On Feb. 8, industry officials did something to address the most basic issue of auditor independence--the fact that outside auditors are often hired and fired by the same finance executives whose work they review. An SEC-sanctioned panel recommended a host of measures that would shift the oversight of auditors to outside board directors on the audit committee.
But while the surprisingly forceful recommendations are good, they only begin to scratch the surface. Key issues concerning the links among an auditing firm, its accountants, and its client companies have not been addressed. How to define an auditor's independence, for example, or what makes for a conflict of interest, are not even raised. If the SEC is serious about putting muscle into the weak guidelines that currently govern ties between auditors and their clients, plenty of work remains.

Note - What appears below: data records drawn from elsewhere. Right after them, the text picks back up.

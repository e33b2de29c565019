//! # Lift Diagnostics CLI (`liftdx`)
//!
//! ## Usage
//!
//! ```bash
//! liftdx --config ./config/liftdx.toml <command>
//! ```
//!
//! ## Commands
//!
//! | Command | Description |
//! |---------|-------------|
//! | `liftdx summary` | Knowledge base counts and validation accuracy |
//! | `liftdx lookup <code>` | Exact lookup across all categories |
//! | `liftdx context <query>` | Show the context block built for a query |
//! | `liftdx context --full` | Export the whole knowledge base as Markdown |
//! | `liftdx ask "<question>"` | Ask one diagnostic question |
//! | `liftdx chat` | Interactive multi-turn session |
//! | `liftdx feedback add` | Record a judgment on an answer |
//! | `liftdx feedback list` | List recorded feedback, newest first |
//! | `liftdx feedback stats` | Accuracy statistics |
//! | `liftdx feedback export` | Export feedback as CSV |
//! | `liftdx serve` | Start the JSON HTTP API |
//!
//! Logging goes to stderr and is controlled by `RUST_LOG`
//! (default `lift_diagnostics=info`).

use anyhow::Context;
use clap::{Parser, Subcommand};
use std::path::PathBuf;
use tracing_subscriber::EnvFilter;

use lift_diagnostics::config;
use lift_diagnostics::feedback::FeedbackLedger;
use lift_diagnostics::models::{ConfidenceTier, Judgment};
use lift_diagnostics::{ask, export, lookup, server, stats};

/// Lift Diagnostics CLI: knowledge-grounded fault diagnosis for elevator
/// controllers.
///
/// All commands accept a `--config` flag pointing to a TOML configuration
/// file. See `config/liftdx.example.toml` for a full example.
#[derive(Parser)]
#[command(
    name = "liftdx",
    about = "Lift Diagnostics - knowledge-grounded fault diagnosis for elevator controllers",
    version
)]
struct Cli {
    /// Path to configuration file (TOML).
    #[arg(long, global = true, default_value = "./config/liftdx.toml")]
    config: PathBuf,

    #[command(subcommand)]
    command: Commands,
}

#[derive(Subcommand)]
enum Commands {
    /// Show knowledge base counts and validation accuracy.
    Summary,

    /// Look up a code in every category, plus related guides and images.
    Lookup {
        /// Error code, parameter or component code (e.g. `F01 02`, `P0001`, `XTSS`).
        code: String,
    },

    /// Print the knowledge context that would be sent for a query.
    Context {
        /// The technician's question.
        query: Option<String>,

        /// Print the entire knowledge base instead of a per-query selection.
        #[arg(long)]
        full: bool,
    },

    /// Ask one diagnostic question.
    ///
    /// Requires `[engine] provider = "anthropic"` and the API key in the
    /// environment variable named by `engine.api_key_env`.
    Ask {
        /// The technician's question, in German or English.
        question: String,

        /// Send the question without conversation history.
        #[arg(long)]
        no_history: bool,
    },

    /// Start an interactive multi-turn diagnostic session.
    Chat,

    /// Record and inspect technician feedback.
    Feedback {
        #[command(subcommand)]
        action: FeedbackAction,
    },

    /// Start the JSON HTTP API on `[server].bind`.
    Serve,
}

#[derive(Subcommand)]
enum FeedbackAction {
    /// Record a judgment on a diagnostic answer.
    Add {
        #[arg(long)]
        query: String,

        #[arg(long)]
        response: String,

        /// `correct`, `incorrect` or `unsure`.
        #[arg(long)]
        judgment: Judgment,

        /// Confidence tier reported with the answer.
        #[arg(long, default_value = "MEDIUM")]
        confidence: ConfidenceTier,

        #[arg(long)]
        notes: Option<String>,
    },

    /// List feedback records, newest first.
    List {
        /// Maximum number of records to show.
        #[arg(long)]
        limit: Option<usize>,

        /// Only show records with this judgment.
        #[arg(long)]
        judgment: Option<Judgment>,
    },

    /// Show accuracy statistics.
    Stats,

    /// Export all feedback as CSV.
    Export {
        /// Write to this file instead of stdout.
        #[arg(long)]
        output: Option<PathBuf>,
    },
}

fn init_tracing() {
    let filter = EnvFilter::try_from_default_env()
        .unwrap_or_else(|_| EnvFilter::new("lift_diagnostics=info"));
    tracing_subscriber::fmt()
        .with_env_filter(filter)
        .with_writer(std::io::stderr)
        .init();
}

#[tokio::main]
async fn main() -> anyhow::Result<()> {
    init_tracing();
    let cli = Cli::parse();

    let cfg = config::load_config(&cli.config)?;

    match cli.command {
        Commands::Summary => {
            stats::run_stats(&cfg)?;
        }
        Commands::Lookup { code } => {
            lookup::run_lookup(&cfg, &code)?;
        }
        Commands::Context { query, full } => {
            lookup::run_context(&cfg, query.as_deref(), full)?;
        }
        Commands::Ask {
            question,
            no_history,
        } => {
            ask::run_ask(&cfg, &question, no_history).await?;
        }
        Commands::Chat => {
            ask::run_chat(&cfg).await?;
        }
        Commands::Feedback { action } => match action {
            FeedbackAction::Add {
                query,
                response,
                judgment,
                confidence,
                notes,
            } => {
                let ledger = FeedbackLedger::open(&cfg.feedback.dir)
                    .context("Failed to open feedback ledger")?;
                let record =
                    ledger.add_feedback(&query, &response, judgment, confidence, notes.as_deref())?;
                println!("Recorded feedback #{} ({})", record.id, record.judgment);
            }
            FeedbackAction::List { limit, judgment } => {
                let ledger = FeedbackLedger::open(&cfg.feedback.dir)
                    .context("Failed to open feedback ledger")?;
                let records = ledger.get_feedback(limit, judgment)?;
                if records.is_empty() {
                    println!("No feedback recorded.");
                }
                for r in records {
                    println!(
                        "#{:<4} {}  {:<9} {:<6}  {}",
                        r.id,
                        r.timestamp.format("%Y-%m-%d %H:%M"),
                        r.judgment,
                        r.confidence_tier,
                        r.query
                    );
                    if let Some(notes) = r.notes {
                        println!("       {}", notes);
                    }
                }
            }
            FeedbackAction::Stats => {
                stats::run_feedback_stats(&cfg)?;
            }
            FeedbackAction::Export { output } => {
                export::run_export(&cfg, output.as_deref())?;
            }
        },
        Commands::Serve => {
            server::run_server(&cfg).await?;
        }
    }

    Ok(())
}
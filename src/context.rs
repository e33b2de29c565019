//! Query-relevant context selection.
//!
//! [`ContextBuilder`] picks the knowledge entries that a question mentions
//! and renders them as a Markdown block that is embedded in the message
//! sent to the reasoning engine. Three independent matchers run per query:
//!
//! 1. **Error codes**: the entry's code (uppercased) occurs in the
//!    uppercased query, or its description (lowercased) occurs in the
//!    lowercased query.
//! 2. **Parameters**: the query is a substring of the description, see
//!    [`KnowledgeBase::search_by_description`].
//! 3. **Components**: bidirectional containment, see
//!    [`KnowledgeBase::search_components`].
//!
//! Each section keeps the first `max_per_category` matches in stored order.
//! Sections without matches are omitted. The output depends only on the
//! knowledge base and the query.

use std::sync::Arc;

use crate::config::ContextConfig;
use crate::knowledge::KnowledgeBase;
use crate::models::{Category, KnowledgeEntry};

const TITLE: &str = "# VERFÜGBARE WISSENSDATENBANK";
const ERROR_CODES_HEADER: &str = "## Relevante Fehlercodes";
const PARAMETERS_HEADER: &str = "## Relevante Parameter";
const COMPONENTS_HEADER: &str = "## Relevante Komponenten";
const CAUSE_LABEL: &str = "Ursache/Lösung";
const ELLIPSIS: &str = "...";

/// Rendered context plus the codes it cites.
#[derive(Debug, Clone, PartialEq, Eq)]
pub struct ContextBlock {
    pub text: String,
    pub error_codes: Vec<String>,
    pub parameters: Vec<String>,
    pub components: Vec<String>,
}

impl ContextBlock {
    /// True when no category produced a match.
    pub fn is_empty(&self) -> bool {
        self.error_codes.is_empty() && self.parameters.is_empty() && self.components.is_empty()
    }
}

pub struct ContextBuilder {
    kb: Arc<KnowledgeBase>,
    max_per_category: usize,
    cause_excerpt_chars: usize,
}

impl ContextBuilder {
    pub fn new(kb: Arc<KnowledgeBase>, config: &ContextConfig) -> Self {
        Self {
            kb,
            max_per_category: config.max_per_category,
            cause_excerpt_chars: config.cause_excerpt_chars,
        }
    }

    pub fn knowledge(&self) -> &KnowledgeBase {
        &self.kb
    }

    pub fn build(&self, query: &str) -> ContextBlock {
        let errors = self.match_error_codes(query);
        let params: Vec<&KnowledgeEntry> = self
            .kb
            .search_by_description(Category::Parameter, query)
            .into_iter()
            .take(self.max_per_category)
            .collect();
        let components: Vec<&KnowledgeEntry> = self
            .kb
            .search_components(query)
            .into_iter()
            .take(self.max_per_category)
            .collect();

        let mut text = format!("{}\n\n", TITLE);

        if !errors.is_empty() {
            text.push_str(ERROR_CODES_HEADER);
            text.push('\n');
            for e in &errors {
                text.push_str(&format!("\n- **{}**: {}\n", e.code, e.description));
                if let Some(cause) = e.cause_solution() {
                    text.push_str(&format!(
                        "  {}: {}\n",
                        CAUSE_LABEL,
                        excerpt(cause, self.cause_excerpt_chars)
                    ));
                }
            }
        }

        for (header, entries) in [(PARAMETERS_HEADER, &params), (COMPONENTS_HEADER, &components)] {
            if entries.is_empty() {
                continue;
            }
            text.push('\n');
            text.push_str(header);
            text.push('\n');
            for e in entries.iter() {
                text.push_str(&format!("- **{}**: {}\n", e.code, e.description));
            }
        }

        ContextBlock {
            text,
            error_codes: codes(&errors),
            parameters: codes(&params),
            components: codes(&components),
        }
    }

    fn match_error_codes(&self, query: &str) -> Vec<&KnowledgeEntry> {
        let upper = query.to_uppercase();
        let lower = query.to_lowercase();
        self.kb
            .error_codes()
            .iter()
            .filter(|e| {
                upper.contains(&e.code.to_uppercase())
                    || lower.contains(&e.description.to_lowercase())
            })
            .take(self.max_per_category)
            .collect()
    }
}

fn codes(entries: &[&KnowledgeEntry]) -> Vec<String> {
    entries.iter().map(|e| e.code.clone()).collect()
}

/// First `max_chars` characters of `text`, with an ellipsis when cut.
fn excerpt(text: &str, max_chars: usize) -> String {
    match text.char_indices().nth(max_chars) {
        Some((idx, _)) => format!("{}{}", &text[..idx], ELLIPSIS),
        None => text.to_string(),
    }
}

#[cfg(test)]
mod tests {
    use super::*;
    use crate::knowledge::test_support::*;

    fn builder() -> ContextBuilder {
        ContextBuilder::new(Arc::new(sample_kb()), &ContextConfig::default())
    }

    #[test]
    fn test_exact_code_in_query_includes_description() {
        let block = builder().build("Was ist Fehlercode F01 02?");
        assert!(block.text.contains("Sicherheitskreis geöffnet"));
        assert!(block.text.contains(ERROR_CODES_HEADER));
        assert_eq!(block.error_codes, vec!["F01 02"]);
    }

    #[test]
    fn test_description_in_query_matches_error_code() {
        let block = builder().build("Meldung: safety circuit open seit heute");
        assert_eq!(block.error_codes, vec!["F0102"]);
    }

    #[test]
    fn test_empty_sections_are_omitted() {
        let block = builder().build("F02 01");
        assert!(block.text.contains(ERROR_CODES_HEADER));
        assert!(!block.text.contains(PARAMETERS_HEADER));
        assert!(!block.text.contains(COMPONENTS_HEADER));
    }

    #[test]
    fn test_no_match_yields_title_only() {
        let block = builder().build("zzz");
        assert!(block.is_empty());
        assert_eq!(block.text, format!("{}\n\n", TITLE));
    }

    #[test]
    fn test_parameter_and_component_sections() {
        let block = builder().build("fahrtdauer");
        assert_eq!(block.parameters, vec!["P0001"]);

        let block = builder().build("XTSS Stecker");
        assert!(block.components.contains(&"XTSS".to_string()));
        assert!(block.text.contains(COMPONENTS_HEADER));
    }

    #[test]
    fn test_each_category_is_capped() {
        let entries = (0..8)
            .map(|i| component(&format!("K{}", i), &format!("Klemme {}", i)))
            .collect();
        let kb = KnowledgeBase::from_entries("via", "v74", entries, Arc::new(vec![]), None);
        let block = ContextBuilder::new(Arc::new(kb), &ContextConfig::default()).build("klemme");
        assert_eq!(block.components, vec!["K0", "K1", "K2", "K3", "K4"]);
    }

    #[test]
    fn test_cause_excerpt_truncated_with_ellipsis() {
        let long = "ü".repeat(250);
        let kb = KnowledgeBase::from_entries(
            "via",
            "v74",
            vec![error_code("F03 01", "Fahrsicherung", Some(&long))],
            Arc::new(vec![]),
            None,
        );
        let block = ContextBuilder::new(Arc::new(kb), &ContextConfig::default()).build("F03 01");
        let expected = format!("{}: {}{}", CAUSE_LABEL, "ü".repeat(200), ELLIPSIS);
        assert!(block.text.contains(&expected));
        assert!(!block.text.contains(&"ü".repeat(201)));
    }

    #[test]
    fn test_short_cause_not_marked() {
        assert_eq!(excerpt("kurz", 200), "kurz");
        assert_eq!(excerpt("abcdef", 3), "abc...");
    }

    #[test]
    fn test_output_is_deterministic() {
        let b = builder();
        assert_eq!(b.build("F01 02 XTSS"), b.build("F01 02 XTSS"));
    }
}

The main focus of the panel's recommendation was a proposal that the auditors of any company listed on the New York Stock Exchange or NASDAQ report to a board audit committee of knowledgeable independent directors. If adopted, that means the audit committees would select, evaluate, and, when necessary, replace the auditors. To flush out potential conflicts, auditors would also be required to "disclose relationships or services that may impact [their] objectivity and independence" to the audit committee. "It's a very bold initiative--a substantial change from what's out there now," says Patrick S. McGurn of Institutional Shareholder Services, an adviser to large investors.
And that's not even the most controversial part. Today, auditors are required only to report that a company's books conform to "generally accepted accounting principles"--they don't have to point out if its accounting is too aggressive or inappropriate. But under the proposal, auditors would have to discuss the quality of a company's accounting--and explain the judgment calls that management makes in tallying its results.
That's why the first big challenge will be to ensure that the proposal retains its teeth as it is debated over the next couple of months. Although the heads of both the NYSE and National Association of Securities Dealers helped to shape the recommendations, their passage will require the adoption of new listing standards. That means that some 9,000 listed firms and the exchanges' boards will get to weigh in. "They are going to be under a lot of pressure," says SEC Chairman Arthur Levitt Jr.
Even if that challenge is met, more are waiting. First up will be to clarify the extremely murky definition of what constitutes a breach of auditor independence. One key issue worrying the SEC is the potential for problems when auditors from outside accounting firms go to work for their corporate clients. As compensation for chief financial officers skyrockets, such career moves are increasingly common. Just as tough an issue: the conflicting interests involved when an auditing firm also provides consulting advice to a client. With Big Five accountants getting ever more revenue growth from high-margin consulting, the SEC's Turner worries that auditors may be less vigilant with their consulting clients.
JOB-HOPPING RULES? The current proposal doesn't directly address either of these issues, but it is likely to fuel the already raging debate over how to solve them. A second SEC-sanctioned group, the Independence Standards Board, is soon expected to outline new auditor guidelines, starting with the problems raised when an auditor jumps to a client. Since the obvious solution--barring a job-hopping auditor from working on the books of a former client--may run afoul of right-to-work laws, the Independence Standards Board is also considering requiring a company to change accounting firms when it hires a former auditor.
Some would go further. Nell Minow, a principal for activist investor the Lens Fund, argues that all companies should be required to shift accountants every five to seven years to "get a fresh perspective on things."
Although such an extreme move would likely run into massive resistance from companies and auditors alike, the industry does need to show that it can come up with workable, effective solutions itself. And it needs to do so fast. Richard H. Walker, head of enforcement for the SEC, says future SEC accounting lawsuits will probably target players other than corporate management. Auditors and audit committees are likely to top the list.